Не снимая сапог, прохожу в спальню, громко стуча каблуками. Даже не смотрю, как он уходит. Пока я вышла, переодевшись, его уже и след простыл.
Захожу на кухню. Маленькая кастрюлька на плите источает ароматные запахи. Самат приготовил. Значит, он рано пришёл с работы. Или у него сегодня был выходной? Я даже не знаю, в какую он работает смену – никогда не спрашивала, не интересовалась.
После ужина настроение немного улучшается. Мою посуду, прибираюсь дома и растягиваюсь на диване перед телевизором. Устала за день. Работа у меня такая, что приходится много бегать. Работаю заместителем директора в торговом центре. За день приходится обходить несколько отделов с проверкой, нести ответственность за сотню документов. Работа собачья, но вынуждена терпеть – хорошо платят.
Проснувшись наутро, заглядываю в шкафы, в ванную комнату и окончательно убеждаюсь в том, что муж и вправду ушёл. Но не расстраиваюсь. Наоборот, во мне пробуждается некое чувство облегчения. В шифоньере стало больше места без его вещей, кровать показалась шире без его огромного тела, раскинувшегося на две трети всего пространства, а ванная и сама квартира как будто стали просторнее. «Пускай уходит, зачем он мне?»
Хотя разум пока так и не может понять, отчего вдруг муж решил бросить меня после двадцати двух лет совместной жизни, я наслаждаюсь одиночеством. Чувствую себя по-настоящему свободной птицей, неким зверьком, вырвавшимся из охотничьих силков. Крашусь ярче обычного, начёсываю волосы, хотя и раньше никто не вмешивался в процесс наведения красоты. Надеваю нарядное платье, купленное специально к какому-то торжеству, и долго кручусь перед зеркалом. Хотя за последние годы талия стала заметно шире, а шея казалась короче из-за второго подбородка, выглядела я ещё довольно привлекательно. Как говорится по-русски, «сорок пять, баба – ягодка опять».
В тот день и на работе вела себя особенно энергично, шумно и весело. Коллеги и сотрудники тоже заметили перемены в моём настроении. Одни отмечали: «Какая вы сегодня красивая», другие говорили: «А вы весёлая». Кто-то с пониманием, а кто-то с завистью глядел мне вслед, когда я проходила мимо них, вся яркая и улыбающаяся.
Вернувшись вечером домой, обнаружила ещё одно преимущество жизни в одиночестве: готовить ничего не надо. Мужа приходилось кормить много и разнообразно, кроме того, дать что-нибудь с собой, когда он уходил на смену. Да не абы какой лёгкий перекус, а что-нибудь мясное.

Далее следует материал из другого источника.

//! Configuration management for gemchat.
//!
//! The gateway reads an optional JSON file at `~/.gemchat/config.json`
//! (or the path in `GEMCHAT_CONFIG`), then applies environment overrides.
//!
//! # Configuration Priority
//!
//! 1. Environment variables
//! 2. Explicit config file values
//! 3. Default values
//!
//! # Environment Variable Mapping
//!
//! ## Network
//! - `PORT` → network.port
//! - `GEMCHAT_BIND_ADDRESS` → network.bind
//!
//! ## Model
//! - `GOOGLE_API_KEY` / `GEMINI_API_KEY` → model.api_key
//! - `GEMCHAT_MODEL` → model.name
//! - `GEMCHAT_MODEL_BASE_URL` → model.base_url
//!
//! ## HTTP
//! - `CORS_ORIGINS` → cors.origins (comma separated)
//! - `MAX_CONTENT_LENGTH` → uploads.max_content_length
//! - `GEMCHAT_FRONTEND_DIR` → frontend.dir
//!
//! ## Sessions
//! - `SESSION_TIMEOUT_HOURS` → sessions.timeout_hours
//! - `GEMCHAT_CLEANUP_INTERVAL_MINUTES` → sessions.cleanup_interval_minutes
//!
//! ## Observability
//! - `GEMCHAT_LOG_LEVEL` → observability.log_level
//! - `GEMCHAT_LOG_FORMAT` → observability.log_format
//! - `DEBUG` → observability.debug

use anyhow::{Context, Result};
use serde::{Deserialize, Serialize};
use std::fs;
use std::net::{IpAddr, SocketAddr};
use std::path::{Path, PathBuf};

/// Default upload limit (50 MiB).
pub const DEFAULT_MAX_CONTENT_LENGTH: usize = 50 * 1024 * 1024;

/// Largest accepted session timeout (100 years).
pub const MAX_SESSION_TIMEOUT_HOURS: u64 = 100 * 365 * 24;

/// Get the configuration directory path.
pub fn config_dir() -> PathBuf {
    directories::UserDirs::new()
        .map_or_else(
            || PathBuf::from(".gemchat"),
            |dirs| dirs.home_dir().join(".gemchat"),
        )
}

/// Get the configuration file path.
///
/// `GEMCHAT_CONFIG` wins over the default location.
pub fn config_path() -> PathBuf {
    std::env::var("GEMCHAT_CONFIG")
        .map(PathBuf::from)
        .unwrap_or_else(|_| config_dir().join("config.json"))
}

// ============================================================================
// Sections
// ============================================================================

/// Listener configuration.
#[derive(Debug, Clone, Serialize, Deserialize)]
pub struct NetworkConfig {
    /// Bind address. `0.0.0.0` accepts remote connections.
    #[serde(default = "default_bind_address")]
    pub bind: String,

    /// Listen port.
    #[serde(default = "default_port")]
    pub port: u16,
}

impl Default for NetworkConfig {
    fn default() -> Self {
        Self {
            bind: default_bind_address(),
            port: default_port(),
        }
    }
}

/// Remote model configuration.
#[derive(Debug, Clone, Serialize, Deserialize)]
pub struct ModelConfig {
    /// Model resource name, e.g. `models/gemini-2.0-flash`.
    #[serde(default = "default_model_name")]
    pub name: String,

    /// API credential. Required at startup.
    #[serde(default, skip_serializing_if = "Option::is_none")]
    pub api_key: Option<String>,

    /// API root, overridable for proxies and tests.
    #[serde(default = "default_model_base_url")]
    pub base_url: String,
}

impl Default for ModelConfig {
    fn default() -> Self {
        Self {
            name: default_model_name(),
            api_key: None,
            base_url: default_model_base_url(),
        }
    }
}

impl ModelConfig {
    /// The API credential, if one is configured and non-empty.
    pub fn api_key(&self) -> Option<&str> {
        self.api_key.as_deref().filter(|k| !k.trim().is_empty())
    }
}

/// CORS allow-list.
#[derive(Debug, Clone, Serialize, Deserialize)]
pub struct CorsConfig {
    /// Allowed origins. A single `*` allows any origin.
    #[serde(default = "default_cors_origins")]
    pub origins: Vec<String>,
}

impl Default for CorsConfig {
    fn default() -> Self {
        Self {
            origins: default_cors_origins(),
        }
    }
}

impl CorsConfig {
    /// Whether every origin is allowed.
    pub fn allows_any(&self) -> bool {
        self.origins.iter().any(|o| o.trim() == "*")
    }
}

/// Upload limits.
#[derive(Debug, Clone, Serialize, Deserialize)]
pub struct UploadConfig {
    /// Maximum request body size in bytes.
    #[serde(default = "default_max_content_length")]
    pub max_content_length: usize,
}

impl Default for UploadConfig {
    fn default() -> Self {
        Self {
            max_content_length: default_max_content_length(),
        }
    }
}

/// Session lifecycle settings.
#[derive(Debug, Clone, Serialize, Deserialize)]
pub struct SessionConfig {
    /// Age after which the cleanup sweep removes a session.
    #[serde(default = "default_session_timeout_hours")]
    pub timeout_hours: u64,

    /// Run the cleanup sweep periodically. Disabled when unset.
    #[serde(default, skip_serializing_if = "Option::is_none")]
    pub cleanup_interval_minutes: Option<u64>,
}

impl Default for SessionConfig {
    fn default() -> Self {
        Self {
            timeout_hours: default_session_timeout_hours(),
            cleanup_interval_minutes: None,
        }
    }
}

impl SessionConfig {
    /// Session timeout as a chrono duration, capped at
    /// [`MAX_SESSION_TIMEOUT_HOURS`].
    pub fn timeout(&self) -> chrono::Duration {
        let hours = self.timeout_hours.min(MAX_SESSION_TIMEOUT_HOURS);
        chrono::Duration::try_hours(i64::try_from(hours).unwrap_or_default())
            .unwrap_or_else(|| chrono::Duration::hours(24))
    }

    /// Periodic cleanup interval, if enabled.
    pub fn cleanup_interval(&self) -> Option<std::time::Duration> {
        self.cleanup_interval_minutes
            .filter(|m| *m > 0)
            .map(|m| std::time::Duration::from_secs(m * 60))
    }
}

/// Static frontend settings.
#[derive(Debug, Clone, Serialize, Deserialize)]
pub struct FrontendConfig {
    /// Directory served for non-API GET requests.
    #[serde(default = "default_frontend_dir")]
    pub dir: PathBuf,
}

impl Default for FrontendConfig {
    fn default() -> Self {
        Self {
            dir: default_frontend_dir(),
        }
    }
}

/// Observability configuration.
#[derive(Debug, Clone, Serialize, Deserialize)]
pub struct ObservabilityConfig {
    /// Log level (trace, debug, info, warn, error)
    #[serde(default = "default_log_level", alias = "level")]
    pub log_level: String,

    /// Log format (json, pretty)
    #[serde(default = "default_log_format", alias = "format")]
    pub log_format: String,

    /// Debug mode. Forces `debug` log level.
    #[serde(default)]
    pub debug: bool,
}

impl Default for ObservabilityConfig {
    fn default() -> Self {
        Self {
            log_level: default_log_level(),
            log_format: default_log_format(),
            debug: false,
        }
    }
}

impl ObservabilityConfig {
    /// Log level after applying the debug flag.
    pub fn effective_log_level(&self) -> &str {
        if self.debug {
            "debug"
        } else {
            &self.log_level
        }
    }
}

// ============================================================================
// Root
// ============================================================================

/// Root configuration structure.
#[derive(Debug, Clone, Serialize, Deserialize, Default)]
pub struct Config {
    #[serde(default)]
    pub network: NetworkConfig,

    #[serde(default)]
    pub model: ModelConfig,

    #[serde(default)]
    pub cors: CorsConfig,

    #[serde(default)]
    pub uploads: UploadConfig,

    #[serde(default)]
    pub sessions: SessionConfig,

    #[serde(default)]
    pub frontend: FrontendConfig,

    #[serde(default)]
    pub observability: ObservabilityConfig,
}

impl Config {
    /// Load configuration from the default path.
    pub fn load() -> Result<Self> {
        let path = config_path();
        if !path.exists() {
            tracing::debug!(path = %path.display(), "Config file not found, using defaults");
            return Ok(Self::default());
        }

        Self::load_from(&path)
    }

    /// Load configuration from a specific path.
    pub fn load_from(path: &Path) -> Result<Self> {
        let content = fs::read_to_string(path)
            .with_context(|| format!("Failed to read config from {}", path.display()))?;

        serde_json::from_str(&content)
            .with_context(|| format!("Failed to parse config from {}", path.display()))
    }

    /// Load configuration with environment variable overrides applied.
    pub fn load_with_env() -> Result<Self> {
        let mut config = Self::load()?;
        config.apply_env_overrides();
        Ok(config)
    }

    /// Apply environment variable overrides to the configuration.
    pub fn apply_env_overrides(&mut self) {
        self.apply_overrides(|key| std::env::var(key).ok());
    }

    /// Apply overrides from an arbitrary lookup (the process environment in production).
    pub fn apply_overrides<F>(&mut self, lookup: F)
    where
        F: Fn(&str) -> Option<String>,
    {
        if let Some(port) = lookup("PORT").and_then(|p| p.trim().parse().ok()) {
            self.network.port = port;
        }
        if let Some(bind) = lookup("GEMCHAT_BIND_ADDRESS") {
            self.network.bind = bind;
        }

        if let Some(key) = lookup("GOOGLE_API_KEY").or_else(|| lookup("GEMINI_API_KEY")) {
            if !key.trim().is_empty() {
                self.model.api_key = Some(key);
            }
        }
        if let Some(name) = lookup("GEMCHAT_MODEL") {
            self.model.name = name;
        }
        if let Some(url) = lookup("GEMCHAT_MODEL_BASE_URL") {
            self.model.base_url = url;
        }

        if let Some(origins) = lookup("CORS_ORIGINS") {
            self.cors.origins = origins
                .split(',')
                .map(str::trim)
                .filter(|o| !o.is_empty())
                .map(String::from)
                .collect();
        }
        if let Some(max) = lookup("MAX_CONTENT_LENGTH").and_then(|m| m.trim().parse().ok()) {
            self.uploads.max_content_length = max;
        }
        if let Some(dir) = lookup("GEMCHAT_FRONTEND_DIR") {
            self.frontend.dir = PathBuf::from(dir);
        }

        if let Some(hours) = lookup("SESSION_TIMEOUT_HOURS").and_then(|h| h.trim().parse().ok()) {
            self.sessions.timeout_hours = hours;
        }
        if let Some(minutes) =
            lookup("GEMCHAT_CLEANUP_INTERVAL_MINUTES").and_then(|m| m.trim().parse().ok())
        {
            self.sessions.cleanup_interval_minutes = Some(minutes);
        }

        if let Some(level) = lookup("GEMCHAT_LOG_LEVEL") {
            self.observability.log_level = level;
        }
        if let Some(format) = lookup("GEMCHAT_LOG_FORMAT") {
            self.observability.log_format = format;
        }
        if let Some(debug) = lookup("DEBUG") {
            self.observability.debug = matches!(debug.trim().to_lowercase().as_str(), "true" | "1");
        }
    }

    /// Socket address for the listener.
    pub fn listen_address(&self) -> Result<SocketAddr> {
        let ip: IpAddr = self
            .network
            .bind
            .parse()
            .with_context(|| format!("Invalid bind address: {}", self.network.bind))?;
        Ok(SocketAddr::new(ip, self.network.port))
    }
}

fn default_bind_address() -> String {
    "0.0.0.0".into()
}
fn default_port() -> u16 {
    5000
}
fn default_model_name() -> String {
    "models/gemini-2.0-flash".into()
}
fn default_model_base_url() -> String {
    "https://generativelanguage.googleapis.com".into()
}
fn default_cors_origins() -> Vec<String> {
    vec!["*".into()]
}
fn default_max_content_length() -> usize {
    DEFAULT_MAX_CONTENT_LENGTH
}
fn default_session_timeout_hours() -> u64 {
    24
}
fn default_frontend_dir() -> PathBuf {
    PathBuf::from("frontend")
}
fn default_log_level() -> String {
    "info".into()
}
fn default_log_format() -> String {
    "pretty".into()
}
//! Gemchat Gateway - Main entry point.

use anyhow::Result;
use gemchat_common::config::Config;
use gemchat_common::logging::init_logging;
use gemchat_common::Validate;

#[tokio::main]
async fn main() -> Result<()> {
    // Load configuration, then let the environment override it
    let config = Config::load_with_env()?;

    init_logging(
        config.observability.effective_log_level(),
        &config.observability.log_format,
    );

    tracing::info!("Gemchat Gateway v{}", env!("CARGO_PKG_VERSION"));

    if let Err(e) = config.validate() {
        tracing::error!(error = %e, "Invalid configuration");
        return Err(e.into());
    }

    gemchat_gateway::start_server(&config).await
}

Чтобы отпраздновать первый день свободы, звоню двум незамужним подругам и приглашаю их на девичник. На стол выставляю дорогое вино, фрукты. Их некому задерживать – тут же и примчались. Угощаемся, болтаем, подвыпив, до упаду хохочем над каждым пустяком, танцуем, бесимся. Я, конечно, ни слова не говорю им о том, что муж ушёл из дома. Гордость не позволяет.
На второй и на третий день этой же компанией зависаем то в кафе, то на квартире одной из подруг. Но через неделю мне надоело подобное развлечение, которое поначалу показалось довольно забавным. Да и сами пьянки-гулянки претили моей натуре. Ведь столько лет сама старалась удержать мужа от лишней рюмки.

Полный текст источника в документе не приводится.